Samstag, 20. Februar 2016

Essen als Stress

"Ants on a Shrimp" ist aus meiner Sicht ein Dokumentarfilm über einen subtil-agierenden Küchendiktator, der etwas leitet, was manche Menschen als das beste Restaurant der Welt beschreiben.
Mein Sicht: Der Mann hat sicher Ahnung wie von Aromen, Zubereitungsarten, Konsistenzen, Planzen usw. von Genuss hat er höchstwahrscheinlich keine Ahnung.

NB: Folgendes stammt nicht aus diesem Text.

use std::collections::{BTreeMap, BTreeSet};

use chrono::{DateTime, NaiveDate, Utc};

use crate::database::Tables;
use crate::database::models::{
    BalanceKind, Configuration, EmployeeType, LeaveBalances, LeaveQuotas, LeaveRequest,
    LeaveStatus, LeaveType, Role, Settings, User,
};

/// The data set `reset-data` restores: one employee reporting to one manager
/// reporting to one admin, two leave requests and the default calendar.
pub fn baseline() -> Tables {
    let users = [
        user(
            "emp1",
            "Uday (Employee)",
            Role::Employee,
            Some("mgr1"),
            [5, 7, 10, 0, 2],
        ),
        user(
            "mgr1",
            "Syl (Manager)",
            Role::Manager,
            Some("adm1"),
            [5, 5, 12, 0, 0],
        ),
        user(
            "adm1",
            "Kaladin (Admin)",
            Role::Admin,
            None,
            [8, 8, 15, 0, 0],
        ),
    ]
    .into_iter()
    .map(|user| (user.id.clone(), user))
    .collect();

    let leave_requests = vec![
        leave_request(
            "leave_emp1_1721989800",
            LeaveType::Sick,
            date(2025, 7, 20),
            date(2025, 7, 20),
            "Fever",
            LeaveStatus::Approved,
            date(2025, 7, 19),
        ),
        leave_request(
            "leave_emp1_1721999800",
            LeaveType::Casual,
            date(2025, 8, 5),
            date(2025, 8, 5),
            "Personal work",
            LeaveStatus::Pending,
            date(2025, 7, 24),
        ),
    ];

    Tables {
        users,
        leave_requests,
        configuration: default_configuration(),
    }
}

/// No users, no requests, default calendar.
pub fn empty() -> Tables {
    Tables {
        users: BTreeMap::new(),
        leave_requests: Vec::new(),
        configuration: default_configuration(),
    }
}

pub fn default_configuration() -> Configuration {
    let holidays: BTreeSet<NaiveDate> = [
        date(2025, 1, 1),
        date(2025, 1, 26),
        date(2025, 8, 15),
        date(2025, 10, 2),
        date(2025, 12, 25),
    ]
    .into_iter()
    .collect();

    let mut leave_quotas = LeaveQuotas::new();
    leave_quotas.insert(
        EmployeeType::FullTime,
        quotas([
            (BalanceKind::Sick, 1.0),
            (BalanceKind::Casual, 1.0),
            (BalanceKind::Vacation, 1.5),
        ]),
    );
    for employee_type in [EmployeeType::Intern, EmployeeType::Trainee] {
        leave_quotas.insert(
            employee_type,
            quotas([
                (BalanceKind::Sick, 0.5),
                (BalanceKind::Casual, 0.5),
                (BalanceKind::Vacation, 0.0),
            ]),
        );
    }

    Configuration {
        version: 1,
        holidays,
        leave_quotas,
        settings: Settings {
            advance_notice_days: 3,
            max_lops: 10,
            carry_forward_cap: 5,
            deduct_on_approval: true,
            extra: BTreeMap::new(),
        },
    }
}

fn user(
    id: &str,
    name: &str,
    role: Role,
    manager_id: Option<&str>,
    [sick, casual, vacation, lop, comp_off]: [u32; 5],
) -> User {
    let leave_balances: LeaveBalances = [
        (BalanceKind::Sick, sick),
        (BalanceKind::Casual, casual),
        (BalanceKind::Vacation, vacation),
        (BalanceKind::Lop, lop),
        (BalanceKind::CompOff, comp_off),
    ]
    .into_iter()
    .collect();

    User {
        id: id.to_string(),
        name: name.to_string(),
        role,
        manager_id: manager_id.map(str::to_string),
        employee_type: EmployeeType::FullTime,
        leave_balances,
    }
}

fn leave_request(
    id: &str,
    leave_type: LeaveType,
    start_date: NaiveDate,
    end_date: NaiveDate,
    reason: &str,
    status: LeaveStatus,
    applied_on: NaiveDate,
) -> LeaveRequest {
    LeaveRequest {
        id: id.to_string(),
        user_id: "emp1".to_string(),
        leave_type,
        start_date,
        end_date,
        reason: reason.to_string(),
        status,
        applied_on: midnight(applied_on),
        decided_by: None,
        decided_on: None,
    }
}

fn quotas<const N: usize>(entries: [(BalanceKind, f64); N]) -> BTreeMap<BalanceKind, f64> {
    entries.into_iter().collect()
}

fn date(year: i32, month: u32, day: u32) -> NaiveDate {
    NaiveDate::from_ymd_opt(year, month, day).unwrap_or_default()
}

fn midnight(date: NaiveDate) -> DateTime<Utc> {
    date.and_time(chrono::NaiveTime::MIN).and_utc()
}
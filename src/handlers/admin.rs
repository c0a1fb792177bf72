use actix_web::{HttpResponse, http::header, web};

use crate::database::models::{CreateUserInput, UpdateUserInput};
use crate::database::repositories::UserRepository;
use crate::error::AppError;
use crate::handlers::shared::ApiResponse;
use crate::services::{AdminService, Clock, ReportService, UserContext, capabilities::Capability};

pub async fn get_users(
    ctx: UserContext,
    repo: web::Data<UserRepository>,
) -> Result<HttpResponse, AppError> {
    ctx.requires(Capability::ManageUsers)?;
    let users = repo.find_all().await;

    Ok(HttpResponse::Ok().json(ApiResponse::success(users)))
}

pub async fn create_user(
    ctx: UserContext,
    service: web::Data<AdminService>,
    input: web::Json<CreateUserInput>,
) -> Result<HttpResponse, AppError> {
    let user = service.create_user(&ctx, input.into_inner()).await?;

    Ok(HttpResponse::Created().json(ApiResponse::success(user)))
}

pub async fn update_user(
    ctx: UserContext,
    service: web::Data<AdminService>,
    path: web::Path<String>,
    input: web::Json<UpdateUserInput>,
) -> Result<HttpResponse, AppError> {
    let user_id = path.into_inner();
    let user = service
        .update_user(&ctx, &user_id, input.into_inner())
        .await?;

    Ok(HttpResponse::Ok().json(ApiResponse::success(user)))
}

pub async fn delete_user(
    ctx: UserContext,
    service: web::Data<AdminService>,
    path: web::Path<String>,
) -> Result<HttpResponse, AppError> {
    let user_id = path.into_inner();
    service.delete_user(&ctx, &user_id).await?;

    Ok(HttpResponse::Ok().json(ApiResponse::<()>::success_with_message(
        None,
        &format!("User {} deleted.", user_id),
    )))
}

/// Overwrites the whole configuration. The body is taken as raw JSON so
/// every malformed part is reported as a bad request.
pub async fn update_configuration(
    ctx: UserContext,
    service: web::Data<AdminService>,
    body: web::Json<serde_json::Value>,
) -> Result<HttpResponse, AppError> {
    let configuration = service
        .update_configuration(&ctx, body.into_inner())
        .await?;

    Ok(HttpResponse::Ok().json(ApiResponse::success(configuration)))
}

pub async fn get_all_leaves(
    ctx: UserContext,
    service: web::Data<ReportService>,
) -> Result<HttpResponse, AppError> {
    let rows = service.all_requests(&ctx).await?;

    Ok(HttpResponse::Ok().json(ApiResponse::success(rows)))
}

pub async fn export_leaves_csv(
    ctx: UserContext,
    service: web::Data<ReportService>,
    clock: web::Data<Clock>,
) -> Result<HttpResponse, AppError> {
    let csv = service.export_csv(&ctx).await?;
    let filename = format!("leave_report_{}.csv", clock.today());

    Ok(HttpResponse::Ok()
        .content_type("text/csv; charset=utf-8")
        .insert_header((
            header::CONTENT_DISPOSITION,
            format!("attachment; filename=\"{}\"", filename),
        ))
        .body(csv))
}

pub async fn reset_data(
    ctx: UserContext,
    service: web::Data<AdminService>,
) -> Result<HttpResponse, AppError> {
    service.reset_data(&ctx).await?;

    Ok(HttpResponse::Ok().json(ApiResponse::<()>::success_with_message(
        None,
        "Mock data has been reset to default.",
    )))
}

Wir begleiten im Film den Umzug des Restaurants "Noma" von Kopenhagen nach Tokyo. Rene Redzepi, der Küchenchef des "Noma" ist bekannt für eine Küche, die radikal an Ort und Zeit gebunden ist. (Beispiel: Da es in Dänemark keine Zitronen gibt, hat er sich auf die Suche nach einer anderen säuregebenden Essenz gemacht. Gefunden hat er sie in den Waldameisen.)
In Japan bereitet das Kernteam des "Noma" schon seid längerem ein 14-gängiges Menü vor, als Redzepi 2 Wochen vor der Eröffnung in Tokyo eintrifft und erstmal alle erarbeiteten Ergebnisse als billige Kopien aus Dänemark verwirft. Ich höre im gesamten Film nie einen Widerspruch oder eine Nachfrage der Mitarbeiter in Richtung Chef. Was kreativ ist und was nicht bestimmt nur einer.
Das Menü selbst: Für die Gäste soll es mit einem "Schock" beginnen. Und Redzepi stellt fest, dass die Garnele lebendig serviert werden muss, nur so behält sie angeblich die Aromen.
Die Dokumentation gipfelt in der Eröffnung des Restaurants und man beobachtet die Mannschaft beim Empfang und Verzehr einer riesigen Ladung Red Bull.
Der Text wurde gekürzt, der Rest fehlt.